TASK DETAILS:
Working from the records below, repeat exactly the lines starting at the line that contains "detached first so" and ending at the line that contains "pub fn len(&self)", inclusive.

---------- RECORDS SUPPLIED

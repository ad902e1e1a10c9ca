//! Tessera State - Versioned application database and persistence
//!
//! This crate provides the period-indexed database that rounds read and
//! write, plus the key/value storage used to recover it after a restart.

pub mod app_db;
pub mod checkpoint;
pub mod error;
pub mod storage;

pub use app_db::{AppDb, History, PeriodData};
pub use checkpoint::{Checkpoint, CheckpointStore};
pub use error::StateError;
pub use storage::{FileStorage, MemoryStorage, Storage};
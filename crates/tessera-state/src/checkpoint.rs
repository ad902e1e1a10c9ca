use serde::{Deserialize, Serialize};
use tessera_core::{serialize, Timestamp};
use tracing::{debug, info};

use crate::app_db::AppDb;
use crate::error::StateError;
use crate::storage::Storage;

mod keys {
    pub const DB: &[u8] = b"app:db";
    pub const CHECKPOINT: &[u8] = b"app:checkpoint";
}

/// Metadata of the last round transition, written at every commit
#[derive(Debug, Clone, Default, PartialEq, Eq, Serialize, Deserialize)]
pub struct Checkpoint {
    pub last_transition_timestamp: Option<Timestamp>,
    pub last_transition_height: u64,
    pub last_transition_root_hash: Vec<u8>,
    pub last_transition_tm_height: Option<i64>,
    pub block_height: u64,
    pub round_count: i64,
    pub current_round_id: Option<String>,
}

/// Saves and restores the database snapshot with its checkpoint
pub struct CheckpointStore<S: Storage> {
    storage: S,
}

impl<S: Storage> CheckpointStore<S> {
    pub fn new(storage: S) -> Self {
        CheckpointStore { storage }
    }

    pub fn storage(&self) -> &S {
        &self.storage
    }

    /// Write both entries and commit them together
    pub fn save(&mut self, db: &AppDb, checkpoint: &Checkpoint) -> Result<(), StateError> {
        let snapshot = db.serialize()?;
        let meta = serialize::to_bytes(checkpoint)
            .map_err(|e| StateError::Serialization(e.to_string()))?;
        self.storage.put(keys::DB, snapshot.as_bytes());
        self.storage.put(keys::CHECKPOINT, &meta);
        if let Err(e) = self.storage.commit() {
            self.storage.rollback();
            return Err(e);
        }
        debug!(
            height = checkpoint.block_height,
            round_count = checkpoint.round_count,
            "checkpoint saved"
        );
        Ok(())
    }

    /// Load the saved checkpoint and sync `db` from the saved snapshot.
    ///
    /// Returns `None`, leaving `db` untouched, when nothing was saved yet.
    pub fn restore(&self, db: &mut AppDb) -> Result<Option<Checkpoint>, StateError> {
        let (Some(snapshot), Some(meta)) = (
            self.storage.get(keys::DB),
            self.storage.get(keys::CHECKPOINT),
        ) else {
            return Ok(None);
        };
        let snapshot =
            String::from_utf8(snapshot).map_err(|e| StateError::Serialization(e.to_string()))?;
        let checkpoint: Checkpoint = serialize::from_bytes(&meta)
            .map_err(|e| StateError::Serialization(e.to_string()))?;

        db.sync(&snapshot)?;
        db.set_round_count(checkpoint.round_count);
        info!(
            height = checkpoint.block_height,
            period = db.reset_index(),
            "restored application state"
        );
        Ok(Some(checkpoint))
    }

    /// Drop any saved state
    pub fn clear(&mut self) -> Result<(), StateError> {
        self.storage.delete(keys::DB);
        self.storage.delete(keys::CHECKPOINT);
        self.storage.commit()
    }
}

#[cfg(test)]
mod tests {
    use super::*;
    use crate::storage::MemoryStorage;
    use serde_json::json;
    use std::collections::BTreeMap;

    #[test]
    fn test_restore_without_save() {
        let store = CheckpointStore::new(MemoryStorage::new());
        let mut db = AppDb::default();
        assert!(store.restore(&mut db).unwrap().is_none());
        assert_eq!(db, AppDb::default());
    }

    #[test]
    fn test_save_then_restore() {
        let setup = BTreeMap::from([("participants".to_string(), vec![json!(["a", "b"])])]);
        let mut db = AppDb::new(setup, ["participants"]);
        db.create([("value", vec![json!(1)])]).unwrap();
        db.set_round_count(4);

        let checkpoint = Checkpoint {
            last_transition_timestamp: Some(Timestamp::from_secs(1_700_000_000)),
            last_transition_height: 9,
            last_transition_root_hash: vec![1, 2, 3],
            last_transition_tm_height: Some(12),
            block_height: 10,
            round_count: 4,
            current_round_id: Some("collect".to_string()),
        };

        let mut store = CheckpointStore::new(MemoryStorage::new());
        store.save(&db, &checkpoint).unwrap();
        assert_eq!(store.storage().len(), 2);

        let mut restored = AppDb::default();
        let loaded = store.restore(&mut restored).unwrap().unwrap();
        assert_eq!(loaded, checkpoint);
        assert_eq!(restored.periods(), db.periods());
        assert_eq!(restored.round_count(), 4);

        store.clear().unwrap();
        assert!(store.restore(&mut AppDb::default()).unwrap().is_none());
    }
}
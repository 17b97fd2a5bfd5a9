// src/kernel/vm/uninit.rs
//! Uninitialized pages
//!
//! Every page is created uninit. The first fault realizes the page in
//! place into its reserved flavor and runs the saved initializer exactly
//! once; afterwards the page is indistinguishable from one that had always
//! been of the concrete flavor. An uninit page that is never touched keeps
//! its aux until process exit, where dropping it closes any file handle it
//! owns.

use super::{AnonPage, FilePage, Page, PageFlavor, PageKind, UninitPage, VmResult};
use crate::kernel::mm::VirtAddr;

/// Realize `page` into its reserved flavor and fill the frame at `kva`.
pub(crate) fn realize(page: &mut Page, kva: VirtAddr) -> VmResult<()> {
    let placeholder = PageFlavor::Anon(AnonPage { swap_slot: None });
    let uninit = match core::mem::replace(&mut page.flavor, placeholder) {
        PageFlavor::Uninit(uninit) => uninit,
        _ => unreachable!("realize on an already-realized page"),
    };
    let UninitPage { target, init, aux } = uninit;

    match target {
        PageKind::Anon => {
            // the placeholder already is the realized anon state
            if let Some(init) = init {
                let info = aux.expect("initializer requires a backing description");
                init(page, kva, &info)?;
                // info drops here, closing the per-chunk file handle once
                // the bytes are in memory
            }
        }
        PageKind::File => {
            let info = aux.expect("file page without a backing description");
            if let Some(init) = init {
                init(page, kva, &info)?;
            }
            page.flavor = PageFlavor::File(FilePage { info });
        }
    }
    Ok(())
}
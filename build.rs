// build.rs

//! Build script for the mica_os kernel
//!
//! Runs at build time to validate the custom target specification and to
//! bake build information (profile, target, timestamp, commit) into the
//! kernel binary.

use serde::de::{self, Deserializer};
use serde::Deserialize;
use std::env;
use std::fs;
use std::path::Path;
use std::process::Command;
use std::time::{Duration, SystemTime, UNIX_EPOCH};

#[derive(Debug, Deserialize)]
struct TargetSpec {
    #[serde(rename = "llvm-target")]
    llvm_target: String,
    #[serde(rename = "data-layout")]
    data_layout: String,
    arch: String,
    #[serde(
        rename = "target-pointer-width",
        deserialize_with = "deserialize_pointer_width"
    )]
    target_pointer_width: u16,
    #[serde(rename = "disable-redzone")]
    disable_redzone: bool,
    #[serde(rename = "panic-strategy")]
    panic_strategy: String,
}

fn deserialize_pointer_width<'de, D>(deserializer: D) -> Result<u16, D::Error>
where
    D: Deserializer<'de>,
{
    #[derive(Deserialize)]
    #[serde(untagged)]
    enum PointerWidthRaw {
        Integer(u64),
        Text(String),
    }

    match PointerWidthRaw::deserialize(deserializer)? {
        PointerWidthRaw::Integer(value) => {
            u16::try_from(value).map_err(|_| de::Error::custom("target-pointer-width out of range"))
        }
        PointerWidthRaw::Text(text) => text.parse::<u16>().map_err(|_| {
            de::Error::custom(format!(
                "target-pointer-width must be numeric, received '{text}'"
            ))
        }),
    }
}

fn main() {
    println!("cargo:rerun-if-changed=build.rs");
    println!("cargo:rerun-if-changed=targets/x86_64-mica_os.json");
    println!("cargo:rerun-if-changed=Cargo.toml");

    validate_target_spec();
    print_build_info();
}

/// Validate the custom target specification file
///
/// Ensures the target JSON is well-formed and contains the fields a
/// bare-metal kernel build depends on. Built-in host targets (used for the
/// `std-tests` test suite) carry no custom spec and are skipped.
fn validate_target_spec() {
    let target = env::var("TARGET").unwrap_or_else(|_| "x86_64-mica_os".to_string());

    let target_filename = format!("targets/{target}.json");
    let target_path = Path::new(&target_filename);

    if !target_path.exists() {
        // Built-in target (e.g., x86_64-unknown-linux-gnu), no validation needed
        return;
    }

    let content = fs::read_to_string(target_path)
        .unwrap_or_else(|e| panic!("Failed to read target specification: {e}"));

    let spec: TargetSpec = serde_json::from_str(&content)
        .unwrap_or_else(|e| panic!("Target specification is not valid JSON: {e}"));

    println!("cargo:rustc-env=TARGET_ARCH={}", spec.arch);

    assert!(
        !spec.llvm_target.trim().is_empty(),
        "Target specification is missing a valid 'llvm-target' value"
    );

    assert!(
        !spec.data_layout.trim().is_empty(),
        "Target specification is missing a valid 'data-layout' value"
    );

    assert!(
        spec.target_pointer_width == 64 && spec.arch == "x86_64",
        "Kernel target must be 64-bit x86_64, got '{}' with pointer width {}",
        spec.arch,
        spec.target_pointer_width
    );

    // Kernel code on x86_64 requires the red-zone to be disabled: interrupt
    // handlers would otherwise clobber the 128 bytes below RSP.
    assert!(
        spec.disable_redzone,
        "Target specification must set 'disable-redzone' to true for x86_64 kernel code"
    );

    // Kernel panic strategy must be abort (no unwinding support in no_std)
    assert_eq!(
        spec.panic_strategy.as_str(),
        "abort",
        "Target specification must set 'panic-strategy' to 'abort' for kernel code"
    );
}

/// Bake build information into the kernel image
fn print_build_info() {
    let profile = env::var("PROFILE").unwrap_or_else(|_| "unknown".to_string());
    println!("cargo:rustc-env=BUILD_PROFILE={profile}");

    let target = env::var("TARGET").unwrap_or_else(|_| "unknown".to_string());
    println!("cargo:rustc-env=BUILD_TARGET={target}");

    // Build timestamp (seconds since UNIX_EPOCH)
    let timestamp_secs = SystemTime::now()
        .duration_since(UNIX_EPOCH)
        .unwrap_or_else(|_| Duration::from_secs(0))
        .as_secs();
    println!("cargo:rustc-env=BUILD_TIMESTAMP={timestamp_secs}");

    // Git commit (if available)
    if let Ok(output) = Command::new("git")
        .args(["rev-parse", "--short", "HEAD"])
        .output()
    {
        if output.status.success() {
            if let Ok(commit) = String::from_utf8(output.stdout) {
                let commit = commit.trim();
                println!("cargo:rustc-env=BUILD_COMMIT={commit}");
            }
        }
    }
}
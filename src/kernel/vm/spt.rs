// src/kernel/vm/spt.rs
//! Supplemental page table
//!
//! Per-task map from page-aligned virtual address to page. This is the
//! logical truth of the address space: the hardware table may lag behind
//! (lazy, evicted), but every hardware mapping corresponds to an entry
//! here. Interrogated on every fault; mutated by mmap/munmap, lazy
//! allocation, fork copy, and exit.

use super::{
    Page, PageFlavor, PageInitializer, PageKind, PageRef, VmResult, alloc_page,
    alloc_page_with_initializer, claim_page, file,
};
use crate::kernel::mm::{self, VirtAddr};
use crate::kernel::task::Task;
use alloc::boxed::Box;
use alloc::collections::BTreeMap;
use alloc::sync::Arc;
use alloc::vec::Vec;
use spin::Mutex;

/// One task's page table of record.
pub struct SupplementalPageTable {
    pages: BTreeMap<VirtAddr, PageRef>,
}

impl SupplementalPageTable {
    /// Create an empty table.
    pub fn new() -> Self {
        Self {
            pages: BTreeMap::new(),
        }
    }

    /// Look up the page covering `va` (rounded down to its page).
    pub fn find(&self, va: VirtAddr) -> Option<PageRef> {
        self.pages.get(&mm::page_round_down(va)).cloned()
    }

    /// Insert `page`; refuses (returning `false`) if an entry already
    /// covers its address.
    pub fn insert(&mut self, page: Page) -> bool {
        match self.pages.entry(page.va()) {
            alloc::collections::btree_map::Entry::Vacant(slot) => {
                slot.insert(Arc::new(Mutex::new(page)));
                true
            }
            alloc::collections::btree_map::Entry::Occupied(_) => false,
        }
    }

    /// Unlink the entry at `va` without running its teardown.
    pub fn remove(&mut self, va: VirtAddr) -> Option<PageRef> {
        self.pages.remove(&mm::page_round_down(va))
    }

    /// Tear down every page (process exit). The map is detached first so
    /// teardown never mutates a table being iterated.
    pub fn kill(&mut self) {
        let pages = core::mem::take(&mut self.pages);
        for (_, page) in pages {
            page.lock().destroy();
        }
    }

    /// Number of entries.
    pub fn len(&self) -> usize {
        self.pages.len()
    }

    /// Whether the table is empty.
    pub fn is_empty(&self) -> bool {
        self.pages.is_empty()
    }

    /// Snapshot of all entries (for fork copy).
    pub(crate) fn entries(&self) -> Vec<PageRef> {
        self.pages.values().cloned().collect()
    }
}

impl Default for SupplementalPageTable {
    fn default() -> Self {
        Self::new()
    }
}

/// What the fork copy does with one source page.
enum CopyPlan {
    Uninit {
        target: PageKind,
        init: Option<PageInitializer>,
        aux: Option<Box<file::FileInfo>>,
    },
    File {
        info: Box<file::FileInfo>,
    },
    AnonShare {
        frame: super::FrameRef,
    },
    AnonLazy,
}

/// Deep-duplicate `src`'s table into `dst` for fork.
///
/// - Uninit pages stay lazy in the child: the aux is duplicated (reopening
///   any file it references) and the same initializer is re-registered.
/// - File pages are re-created lazy and immediately claimed, so parent and
///   child never share a file-backed frame.
/// - Resident anonymous pages share the parent's frame copy-on-write: both
///   translations are downgraded to read-only and the frame's reference
///   count grows. An evicted parent page yields a fresh lazy child page.
///
/// Any failure is fatal to the fork; the caller tears the child down.
pub fn copy(dst: &Task, src: &Task) -> VmResult<()> {
    let entries = src.spt().lock().entries();
    for page in entries {
        let (va, writable, plan) = {
            let p = page.lock();
            let plan = match &p.flavor {
                PageFlavor::Uninit(u) => CopyPlan::Uninit {
                    target: u.target,
                    init: u.init,
                    aux: u.aux.as_ref().map(|info| Box::new(info.duplicate())),
                },
                PageFlavor::File(fp) => CopyPlan::File {
                    info: Box::new(fp.info.duplicate()),
                },
                PageFlavor::Anon(_) => match &p.frame {
                    Some(frame) => CopyPlan::AnonShare {
                        frame: frame.clone(),
                    },
                    None => CopyPlan::AnonLazy,
                },
            };
            (p.va(), p.writable(), plan)
        };

        match plan {
            CopyPlan::Uninit { target, init, aux } => {
                alloc_page_with_initializer(dst, target, va, writable, init, aux)?;
            }
            CopyPlan::File { info } => {
                alloc_page_with_initializer(
                    dst,
                    PageKind::File,
                    va,
                    writable,
                    Some(file::lazy_load),
                    Some(info),
                )?;
                claim_page(dst, va)?;
            }
            CopyPlan::AnonShare { frame } => {
                alloc_page(dst, PageKind::Anon, va, writable)?;
                let child = dst
                    .spt()
                    .lock()
                    .find(va)
                    .expect("child page just inserted");
                let kva = {
                    let mut f = frame.lock();
                    f.bump();
                    f.kva()
                };
                {
                    let mut c = child.lock();
                    c.frame = Some(frame.clone());
                    c.swap_in(kva)?; // realizes the placeholder into a plain anon page
                    c.pml4().lock().set_page(va, kva, false);
                }
                // the parent translation must trap writes from now on too
                src.pml4().lock().set_page(va, kva, false);
            }
            CopyPlan::AnonLazy => {
                alloc_page(dst, PageKind::Anon, va, writable)?;
            }
        }
    }
    Ok(())
}

#[cfg(test)]
mod tests {
    use super::*;
    use crate::kernel::mm::page_table::Pml4;

    fn raw_page(va: usize) -> Page {
        Page {
            va: VirtAddr::new(va),
            writable: true,
            flavor: PageFlavor::Anon(super::super::AnonPage { swap_slot: None }),
            frame: None,
            pml4: Arc::new(Mutex::new(Pml4::new())),
        }
    }

    #[test]
    fn find_rounds_down() {
        let mut spt = SupplementalPageTable::new();
        assert!(spt.insert(raw_page(0x40_0000)));
        let hit = spt.find(VirtAddr::new(0x40_0123)).expect("same page");
        assert_eq!(hit.lock().va(), VirtAddr::new(0x40_0000));
        assert!(spt.find(VirtAddr::new(0x40_1000)).is_none());
    }

    #[test]
    fn insert_rejects_duplicates() {
        let mut spt = SupplementalPageTable::new();
        assert!(spt.insert(raw_page(0x40_0000)));
        assert!(!spt.insert(raw_page(0x40_0000)));
        assert_eq!(spt.len(), 1);
    }

    #[test]
    fn remove_unlinks_without_teardown() {
        let mut spt = SupplementalPageTable::new();
        spt.insert(raw_page(0x40_0000));
        let page = spt.remove(VirtAddr::new(0x40_0000)).expect("present");
        assert!(spt.is_empty());
        // the page object itself is still intact
        assert_eq!(page.lock().va(), VirtAddr::new(0x40_0000));
    }
}
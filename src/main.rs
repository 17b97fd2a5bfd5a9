// src/main.rs
#![cfg_attr(target_os = "none", no_std)]
#![cfg_attr(target_os = "none", no_main)]

#[cfg(target_os = "none")]
mod boot {
    extern crate alloc;

    use alloc::sync::Arc;
    use bootloader_api::info::MemoryRegionKind;
    use bootloader_api::{BootInfo, entry_point};
    use mica_os::kernel::driver::disk::{self, RamDisk, SECTOR_SIZE};
    use mica_os::kernel::{mm, vm};
    use mica_os::{console_println, debug_println, hlt_loop};

    /// Kernel heap carved out of .bss; the user frame pool lives inside it.
    const HEAP_SIZE: usize = 2 * 1024 * 1024;

    /// Frames handed to the user pool (1 MiB of the heap).
    const USER_POOL_PAGES: usize = 256;

    /// Swap disk size in sectors (4 MiB = 2048 page slots).
    const SWAP_SECTORS: usize = 8192;

    #[repr(align(4096))]
    struct HeapRegion([u8; HEAP_SIZE]);

    static mut HEAP_REGION: HeapRegion = HeapRegion([0; HEAP_SIZE]);

    entry_point!(kernel_main);

    fn kernel_main(boot_info: &'static mut BootInfo) -> ! {
        // SAFETY: HEAP_REGION is used only here, once, before any allocation.
        unsafe {
            mica_os::init_heap(core::ptr::addr_of_mut!(HEAP_REGION).cast(), HEAP_SIZE);
        }

        let usable: u64 = boot_info
            .memory_regions
            .iter()
            .filter(|r| r.kind == MemoryRegionKind::Usable)
            .map(|r| r.end - r.start)
            .sum();
        debug_println!("[boot] usable physical memory: {} KiB", usable / 1024);

        mm::frame::init_user_pool(USER_POOL_PAGES);

        // No ATA driver yet; a RAM disk stands in as the swap device at the
        // conventional (1, 1) slot.
        disk::register(1, 1, Arc::new(RamDisk::new(SWAP_SECTORS)));
        vm::init();

        console_println!(
            "mica_os {} ({} build): {} user frames, {} swap slots",
            env!("CARGO_PKG_VERSION"),
            env!("BUILD_PROFILE"),
            USER_POOL_PAGES,
            SWAP_SECTORS * SECTOR_SIZE / mm::PGSIZE,
        );

        hlt_loop();
    }

    #[panic_handler]
    fn panic(info: &core::panic::PanicInfo) -> ! {
        debug_println!("[panic] {}", info);
        hlt_loop();
    }
}

#[cfg(not(target_os = "none"))]
fn main() {
    // The kernel proper only runs on the bare-metal target; hosted builds
    // exist for the std test suite.
}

--------------------

EXERCISE ANSWER:
    /// Tear down every page (process exit). The map is detached first so
    /// teardown never mutates a table being iterated.
    pub fn kill(&mut self) {
        let pages = core::mem::take(&mut self.pages);
        for (_, page) in pages {
            page.lock().destroy();
        }
    }

    /// Number of entries.
    pub fn len(&self) -> usize {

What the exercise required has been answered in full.